## EXERCISE DESCRIPTION
Identify every line in the records below that contains the word "Configuration", and reproduce each one.

-------- SOURCE INFORMATION --------

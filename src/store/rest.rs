use async_trait::async_trait;
use serde::de::DeserializeOwned;
use serde::Deserialize;
use serde_json::Value;
use std::time::Duration;
use tracing::debug;
use url::Url;

use super::CatalogStore;
use crate::config::StoreConfig;
use crate::error::{RecommendError, Result};
use crate::models::{VideoRecord, VideoTagLink};
use crate::taxonomy::Tag;

/// PostgREST-style hosted backend (`GET {base}/rest/v1/{table}?select=*`)
pub struct RestStore {
    base: Url,
    api_key: Option<String>,
    tables: RestTables,
    settings_key: String,
    client: reqwest::Client,
}

#[derive(Debug, Clone)]
struct RestTables {
    videos: String,
    tags: String,
    links: String,
    settings: String,
}

#[derive(Debug, Deserialize)]
struct SettingsRow {
    value: Value,
}

impl RestStore {
    pub fn new(config: &StoreConfig) -> Result<Self> {
        let raw = config
            .rest_url
            .as_ref()
            .ok_or_else(|| RecommendError::Configuration("REST store URL not configured".to_string()))?;

        let mut base = Url::parse(raw)
            .map_err(|e| RecommendError::Configuration(format!("invalid REST store URL {}: {}", raw, e)))?;
        if !base.path().ends_with('/') {
            let path = format!("{}/", base.path());
            base.set_path(&path);
        }

        let client = reqwest::Client::builder()
            .timeout(Duration::from_secs(config.timeout_seconds))
            .build()?;

        Ok(Self {
            base,
            api_key: config.api_key.clone(),
            tables: RestTables {
                videos: config.videos_table.clone(),
                tags: config.tags_table.clone(),
                links: config.links_table.clone(),
                settings: config.settings_table.clone(),
            },
            settings_key: config.settings_key.clone(),
            client,
        })
    }

    fn table_url(&self, table: &str, filter: Option<(&str, String)>) -> Result<Url> {
        let mut url = self
            .base
            .join(&format!("rest/v1/{}", table))
            .map_err(|e| RecommendError::Configuration(format!("invalid table name {}: {}", table, e)))?;
        {
            let mut pairs = url.query_pairs_mut();
            pairs.append_pair("select", "*");
            if let Some((column, value)) = filter {
                pairs.append_pair(column, &value);
            }
        }
        Ok(url)
    }

    async fn get_rows<T: DeserializeOwned>(&self, table: &str, filter: Option<(&str, String)>) -> Result<Vec<T>> {
        let url = self.table_url(table, filter)?;
        debug!("Fetching {} from {}", table, url);

        let mut request = self.client.get(url);
        if let Some(key) = &self.api_key {
            request = request
                .header("apikey", key)
                .header("Authorization", format!("Bearer {}", key));
        }

        let response = request.send().await?;
        if !response.status().is_success() {
            let status = response.status();
            let text = response.text().await.unwrap_or_default();
            return Err(RecommendError::upstream(table, format!("{}: {}", status, text)));
        }

        let rows: Vec<T> = response
            .json()
            .await
            .map_err(|e| RecommendError::upstream(table, format!("unexpected payload: {}", e)))?;
        Ok(rows)
    }
}

#[async_trait]
impl CatalogStore for RestStore {
    async fn fetch_videos(&self) -> Result<Vec<VideoRecord>> {
        self.get_rows(&self.tables.videos, None).await
    }

    async fn fetch_tags(&self) -> Result<Vec<Tag>> {
        self.get_rows(&self.tables.tags, None).await
    }

    async fn fetch_video_tags(&self) -> Result<Vec<VideoTagLink>> {
        self.get_rows(&self.tables.links, None).await
    }

    async fn fetch_settings(&self) -> Result<Option<Value>> {
        let rows: Vec<SettingsRow> = self
            .get_rows(&self.tables.settings, Some(("key", format!("eq.{}", self.settings_key))))
            .await?;
        Ok(rows.into_iter().next().map(|row| row.value).filter(|v| !v.is_null()))
    }

    fn name(&self) -> &str {
        "rest"
    }
}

--------

## WRITTEN RESPONSE
            .ok_or_else(|| RecommendError::Configuration("REST store URL not configured".to_string()))?;
            .map_err(|e| RecommendError::Configuration(format!("invalid REST store URL {}: {}", raw, e)))?;
            .map_err(|e| RecommendError::Configuration(format!("invalid table name {}: {}", table, e)))?;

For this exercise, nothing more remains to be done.